:: Extracted records ::
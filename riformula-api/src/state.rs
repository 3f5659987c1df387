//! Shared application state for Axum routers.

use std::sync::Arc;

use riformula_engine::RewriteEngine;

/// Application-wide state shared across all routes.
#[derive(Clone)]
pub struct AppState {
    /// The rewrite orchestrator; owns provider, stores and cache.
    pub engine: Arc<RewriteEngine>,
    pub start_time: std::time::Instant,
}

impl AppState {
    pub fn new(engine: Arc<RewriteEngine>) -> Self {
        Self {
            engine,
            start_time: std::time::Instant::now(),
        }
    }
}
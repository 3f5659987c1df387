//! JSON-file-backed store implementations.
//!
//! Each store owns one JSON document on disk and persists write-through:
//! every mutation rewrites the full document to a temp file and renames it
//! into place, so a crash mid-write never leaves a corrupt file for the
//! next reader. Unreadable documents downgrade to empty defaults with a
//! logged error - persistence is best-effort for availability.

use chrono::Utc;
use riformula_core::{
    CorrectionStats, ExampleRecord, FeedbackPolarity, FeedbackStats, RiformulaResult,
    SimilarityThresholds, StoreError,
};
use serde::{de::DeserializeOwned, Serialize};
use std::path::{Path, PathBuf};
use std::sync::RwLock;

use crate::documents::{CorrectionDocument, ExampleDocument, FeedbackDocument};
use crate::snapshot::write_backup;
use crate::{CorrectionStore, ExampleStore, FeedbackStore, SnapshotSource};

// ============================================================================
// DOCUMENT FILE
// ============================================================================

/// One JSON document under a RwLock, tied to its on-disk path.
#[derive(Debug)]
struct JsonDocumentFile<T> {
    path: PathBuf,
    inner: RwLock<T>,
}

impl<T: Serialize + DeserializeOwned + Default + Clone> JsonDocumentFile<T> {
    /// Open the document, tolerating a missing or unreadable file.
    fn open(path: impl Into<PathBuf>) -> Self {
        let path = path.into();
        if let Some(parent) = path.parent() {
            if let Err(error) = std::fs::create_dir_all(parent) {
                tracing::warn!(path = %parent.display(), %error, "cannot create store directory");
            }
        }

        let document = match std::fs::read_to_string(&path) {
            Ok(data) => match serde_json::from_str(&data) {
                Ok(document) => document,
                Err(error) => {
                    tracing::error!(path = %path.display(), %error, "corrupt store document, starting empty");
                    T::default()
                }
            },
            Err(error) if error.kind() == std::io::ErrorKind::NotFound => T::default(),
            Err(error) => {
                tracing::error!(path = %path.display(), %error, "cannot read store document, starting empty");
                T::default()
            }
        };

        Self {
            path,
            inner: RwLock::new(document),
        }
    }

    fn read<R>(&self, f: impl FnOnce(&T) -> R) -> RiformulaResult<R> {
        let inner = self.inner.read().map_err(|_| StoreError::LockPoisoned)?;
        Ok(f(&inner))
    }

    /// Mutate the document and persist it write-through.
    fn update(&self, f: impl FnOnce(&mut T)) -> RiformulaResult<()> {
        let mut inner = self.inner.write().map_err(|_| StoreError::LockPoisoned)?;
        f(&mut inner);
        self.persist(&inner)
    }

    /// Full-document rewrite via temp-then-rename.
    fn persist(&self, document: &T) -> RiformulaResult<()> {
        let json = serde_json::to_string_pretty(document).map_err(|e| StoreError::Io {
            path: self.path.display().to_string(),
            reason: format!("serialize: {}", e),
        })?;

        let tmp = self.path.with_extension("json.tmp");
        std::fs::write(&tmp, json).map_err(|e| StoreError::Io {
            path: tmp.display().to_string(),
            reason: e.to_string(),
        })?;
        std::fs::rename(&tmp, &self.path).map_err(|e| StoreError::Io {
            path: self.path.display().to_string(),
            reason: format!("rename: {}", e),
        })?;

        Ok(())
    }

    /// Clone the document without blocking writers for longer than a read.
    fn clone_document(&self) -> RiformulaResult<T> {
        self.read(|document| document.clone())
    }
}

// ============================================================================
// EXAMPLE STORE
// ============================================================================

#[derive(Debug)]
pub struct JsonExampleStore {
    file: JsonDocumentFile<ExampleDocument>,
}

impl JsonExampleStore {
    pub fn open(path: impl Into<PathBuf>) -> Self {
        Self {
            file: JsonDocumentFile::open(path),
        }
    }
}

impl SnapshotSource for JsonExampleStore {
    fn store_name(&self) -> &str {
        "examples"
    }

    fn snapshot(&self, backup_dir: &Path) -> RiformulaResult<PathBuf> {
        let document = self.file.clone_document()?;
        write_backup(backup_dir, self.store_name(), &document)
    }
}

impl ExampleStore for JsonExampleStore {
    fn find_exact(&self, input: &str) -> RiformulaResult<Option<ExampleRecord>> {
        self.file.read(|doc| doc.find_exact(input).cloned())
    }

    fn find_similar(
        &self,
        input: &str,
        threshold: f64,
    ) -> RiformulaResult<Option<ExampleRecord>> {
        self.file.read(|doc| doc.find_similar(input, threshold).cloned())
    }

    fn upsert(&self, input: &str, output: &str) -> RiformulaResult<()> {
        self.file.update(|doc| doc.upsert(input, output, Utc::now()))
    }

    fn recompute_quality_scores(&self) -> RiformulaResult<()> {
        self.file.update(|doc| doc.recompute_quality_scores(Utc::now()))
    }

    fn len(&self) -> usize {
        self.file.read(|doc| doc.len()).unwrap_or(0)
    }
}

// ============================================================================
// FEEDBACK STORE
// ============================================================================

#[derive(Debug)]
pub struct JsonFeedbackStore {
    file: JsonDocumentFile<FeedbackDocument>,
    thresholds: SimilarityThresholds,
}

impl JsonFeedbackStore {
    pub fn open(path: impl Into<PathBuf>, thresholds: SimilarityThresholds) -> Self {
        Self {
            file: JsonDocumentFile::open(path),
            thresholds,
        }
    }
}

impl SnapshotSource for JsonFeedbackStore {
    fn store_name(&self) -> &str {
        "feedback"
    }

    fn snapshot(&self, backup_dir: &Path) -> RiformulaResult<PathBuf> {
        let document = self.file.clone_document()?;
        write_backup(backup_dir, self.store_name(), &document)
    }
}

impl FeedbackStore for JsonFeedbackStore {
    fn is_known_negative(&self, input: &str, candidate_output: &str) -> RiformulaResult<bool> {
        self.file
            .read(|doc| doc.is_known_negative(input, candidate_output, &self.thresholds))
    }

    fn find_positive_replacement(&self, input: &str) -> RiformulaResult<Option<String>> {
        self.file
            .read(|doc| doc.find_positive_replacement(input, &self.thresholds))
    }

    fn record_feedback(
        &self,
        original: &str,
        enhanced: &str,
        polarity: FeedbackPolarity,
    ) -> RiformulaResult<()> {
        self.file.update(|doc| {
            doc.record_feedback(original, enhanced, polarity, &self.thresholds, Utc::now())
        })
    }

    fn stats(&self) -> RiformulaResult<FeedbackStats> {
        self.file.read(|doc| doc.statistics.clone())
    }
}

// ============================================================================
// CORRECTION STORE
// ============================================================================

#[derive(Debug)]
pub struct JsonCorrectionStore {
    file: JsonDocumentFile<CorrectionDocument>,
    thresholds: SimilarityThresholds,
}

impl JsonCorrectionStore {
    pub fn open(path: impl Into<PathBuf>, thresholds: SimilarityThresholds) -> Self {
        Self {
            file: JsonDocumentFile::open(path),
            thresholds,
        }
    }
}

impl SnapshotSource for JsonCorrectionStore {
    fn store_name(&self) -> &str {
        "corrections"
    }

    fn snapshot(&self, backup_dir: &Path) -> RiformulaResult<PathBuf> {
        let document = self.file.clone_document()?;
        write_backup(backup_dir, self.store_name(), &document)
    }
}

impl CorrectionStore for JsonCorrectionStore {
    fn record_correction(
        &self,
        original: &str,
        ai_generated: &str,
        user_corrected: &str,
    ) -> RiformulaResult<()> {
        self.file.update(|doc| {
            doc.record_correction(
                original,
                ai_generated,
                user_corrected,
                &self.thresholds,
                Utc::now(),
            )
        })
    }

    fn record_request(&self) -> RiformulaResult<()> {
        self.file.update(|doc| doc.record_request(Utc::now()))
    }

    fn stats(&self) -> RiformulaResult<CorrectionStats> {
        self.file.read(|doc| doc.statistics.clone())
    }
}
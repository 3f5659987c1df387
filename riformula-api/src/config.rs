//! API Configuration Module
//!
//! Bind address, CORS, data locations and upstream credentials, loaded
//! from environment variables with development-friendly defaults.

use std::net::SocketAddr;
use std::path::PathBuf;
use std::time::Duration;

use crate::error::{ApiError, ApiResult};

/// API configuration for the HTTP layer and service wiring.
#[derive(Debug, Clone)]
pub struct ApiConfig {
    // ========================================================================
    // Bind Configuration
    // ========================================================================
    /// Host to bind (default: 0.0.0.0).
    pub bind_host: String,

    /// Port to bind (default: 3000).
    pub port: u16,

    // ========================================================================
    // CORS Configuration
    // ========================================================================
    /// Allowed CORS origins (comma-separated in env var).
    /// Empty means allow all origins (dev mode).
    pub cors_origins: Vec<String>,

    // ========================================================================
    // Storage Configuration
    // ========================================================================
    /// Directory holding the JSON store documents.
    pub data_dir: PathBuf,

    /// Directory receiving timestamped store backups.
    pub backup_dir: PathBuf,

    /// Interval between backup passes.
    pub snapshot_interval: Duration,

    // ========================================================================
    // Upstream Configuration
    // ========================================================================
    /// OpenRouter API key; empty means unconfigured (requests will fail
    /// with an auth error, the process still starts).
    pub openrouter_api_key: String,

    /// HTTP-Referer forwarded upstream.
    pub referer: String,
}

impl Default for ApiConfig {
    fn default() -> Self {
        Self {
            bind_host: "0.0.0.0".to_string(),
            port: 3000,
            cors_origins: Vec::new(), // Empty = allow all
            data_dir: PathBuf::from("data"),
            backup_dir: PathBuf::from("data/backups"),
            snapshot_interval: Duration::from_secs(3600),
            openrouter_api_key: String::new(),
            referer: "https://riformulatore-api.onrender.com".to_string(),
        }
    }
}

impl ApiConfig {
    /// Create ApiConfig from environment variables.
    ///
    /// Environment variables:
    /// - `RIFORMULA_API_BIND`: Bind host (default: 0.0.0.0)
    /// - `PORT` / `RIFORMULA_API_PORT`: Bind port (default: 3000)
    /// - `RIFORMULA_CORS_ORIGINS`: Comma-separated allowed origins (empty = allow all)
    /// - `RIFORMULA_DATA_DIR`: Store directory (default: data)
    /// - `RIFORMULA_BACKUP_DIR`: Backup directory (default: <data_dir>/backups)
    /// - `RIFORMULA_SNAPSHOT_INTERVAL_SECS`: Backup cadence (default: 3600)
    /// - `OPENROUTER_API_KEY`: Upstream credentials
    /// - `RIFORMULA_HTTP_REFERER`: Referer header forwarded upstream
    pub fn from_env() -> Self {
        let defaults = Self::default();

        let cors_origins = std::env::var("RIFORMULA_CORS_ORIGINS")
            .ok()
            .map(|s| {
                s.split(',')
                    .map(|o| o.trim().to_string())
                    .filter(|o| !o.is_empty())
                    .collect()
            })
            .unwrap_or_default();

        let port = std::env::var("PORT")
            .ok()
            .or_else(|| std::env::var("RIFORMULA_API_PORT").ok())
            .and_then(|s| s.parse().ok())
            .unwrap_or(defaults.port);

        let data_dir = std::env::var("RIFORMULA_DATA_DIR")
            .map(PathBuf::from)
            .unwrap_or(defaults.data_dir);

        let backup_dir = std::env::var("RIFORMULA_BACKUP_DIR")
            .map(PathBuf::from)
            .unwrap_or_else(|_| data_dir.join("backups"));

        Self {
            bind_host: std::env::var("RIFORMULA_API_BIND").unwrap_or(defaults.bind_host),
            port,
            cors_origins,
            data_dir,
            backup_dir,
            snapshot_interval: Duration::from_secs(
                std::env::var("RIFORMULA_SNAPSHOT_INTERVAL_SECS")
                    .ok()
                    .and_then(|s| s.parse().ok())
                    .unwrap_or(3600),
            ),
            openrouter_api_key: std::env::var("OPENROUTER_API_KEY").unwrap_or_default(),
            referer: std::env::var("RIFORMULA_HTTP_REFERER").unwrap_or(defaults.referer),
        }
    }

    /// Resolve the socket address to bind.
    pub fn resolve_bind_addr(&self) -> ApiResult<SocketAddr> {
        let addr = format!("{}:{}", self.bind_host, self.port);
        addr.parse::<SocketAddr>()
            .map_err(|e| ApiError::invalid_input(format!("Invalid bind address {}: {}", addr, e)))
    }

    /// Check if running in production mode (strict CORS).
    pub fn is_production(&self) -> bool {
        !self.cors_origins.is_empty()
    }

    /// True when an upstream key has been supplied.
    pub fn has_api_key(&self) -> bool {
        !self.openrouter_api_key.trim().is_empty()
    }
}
:::
▶ **Problem description**: Using the data above, work out how many lines include the word "reason" and give only that number.

▶ **Your solution**: 3